What is required: Starting with the line that contains "let d = default_directives(LogLevel::Debug);", reproduce each line through the end of the listing below, with no other output.

Provided records:
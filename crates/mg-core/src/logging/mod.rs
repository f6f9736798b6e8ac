//! Structured logging for mg-attach.
//!
//! Provides dual-mode logging:
//! - Human-readable console output for interactive use
//! - Machine-parseable JSONL for automation
//!
//! # Design Notes
//!
//! - stdout is reserved for the archive path and bug id
//! - stderr receives all log output (human or JSONL)
//! - every event inside a run span carries the run's `run_id`
//! - fields named like credentials are masked in JSONL output

pub mod config;
pub mod events;
pub mod layer;

pub use config::{LogConfig, LogFormat, LogLevel};
pub use events::{event_names, Level, Stage};
pub use layer::JsonlLayer;

use std::io::IsTerminal;
use tracing_subscriber::layer::SubscriberExt;
use tracing_subscriber::util::SubscriberInitExt;
use tracing_subscriber::{fmt, EnvFilter};

/// Replacement text for masked values.
pub const MASK: &str = "***";

/// Crates whose events are shown at the configured level.
const LOG_TARGETS: &[&str] = &["mg_core", "mg_attach", "mg_trim", "mg_bundle", "mg_upload"];

/// Whether a field of this name may hold a credential.
pub fn is_secret_field(name: &str) -> bool {
    matches!(
        name,
        "password" | "passwd" | "api_key" | "apikey" | "token" | "secret"
    )
}

fn default_directives(level: LogLevel) -> String {
    LOG_TARGETS
        .iter()
        .map(|target| format!("{}={}", target, level))
        .collect::<Vec<_>>()
        .join(",")
}

/// Initialize the logging subsystem.
///
/// Must be called once at startup before any logging occurs. `RUST_LOG`, when
/// set to a valid filter, replaces the per-crate defaults.
pub fn init_logging(config: &LogConfig) {
    let filter = EnvFilter::try_from_default_env()
        .unwrap_or_else(|_| EnvFilter::new(default_directives(config.level)));

    match config.format {
        LogFormat::Human => {
            let use_ansi = std::io::stderr().is_terminal();
            let fmt_layer = fmt::layer()
                .with_writer(std::io::stderr)
                .with_target(false)
                .with_ansi(use_ansi);

            if config.timestamps {
                tracing_subscriber::registry()
                    .with(filter)
                    .with(fmt_layer)
                    .init();
            } else {
                tracing_subscriber::registry()
                    .with(filter)
                    .with(fmt_layer.without_time())
                    .init();
            }
        }
        LogFormat::Jsonl => {
            tracing_subscriber::registry()
                .with(filter)
                .with(JsonlLayer::stderr())
                .init();
        }
    }
}

/// Generate a unique run ID for this invocation.
pub fn generate_run_id() -> String {
    let uuid = uuid::Uuid::new_v4();
    // First 12 hex chars
    format!("run-{}", &uuid.simple().to_string()[..12])
}

#[cfg(test)]
mod tests {
    use super::*;

    #[test]
    fn test_generate_run_id() {
        let id1 = generate_run_id();
        let id2 = generate_run_id();

        assert!(id1.starts_with("run-"));
        assert_ne!(id1, id2);
        assert_eq!(id1.len(), 16);
        assert!(id1[4..].chars().all(|c| c.is_ascii_hexdigit()));
    }

    #[test]
    fn test_default_directives() {
        let d = default_directives(LogLevel::Debug);
        assert!(d.starts_with("mg_core=debug,"));
        assert!(d.contains("mg_upload=debug"));
    }

    #[test]
    fn test_secret_fields() {
        assert!(is_secret_field("password"));
        assert!(is_secret_field("api_key"));
        assert!(!is_secret_field("username"));
        assert!(!is_secret_field("path"));
    }
}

Answer for this exercise:
        let d = default_directives(LogLevel::Debug);
        assert!(d.starts_with("mg_core=debug,"));
        assert!(d.contains("mg_upload=debug"));
    }

    #[test]
    fn test_secret_fields() {
        assert!(is_secret_field("password"));
        assert!(is_secret_field("api_key"));
        assert!(!is_secret_field("username"));
        assert!(!is_secret_field("path"));
    }
}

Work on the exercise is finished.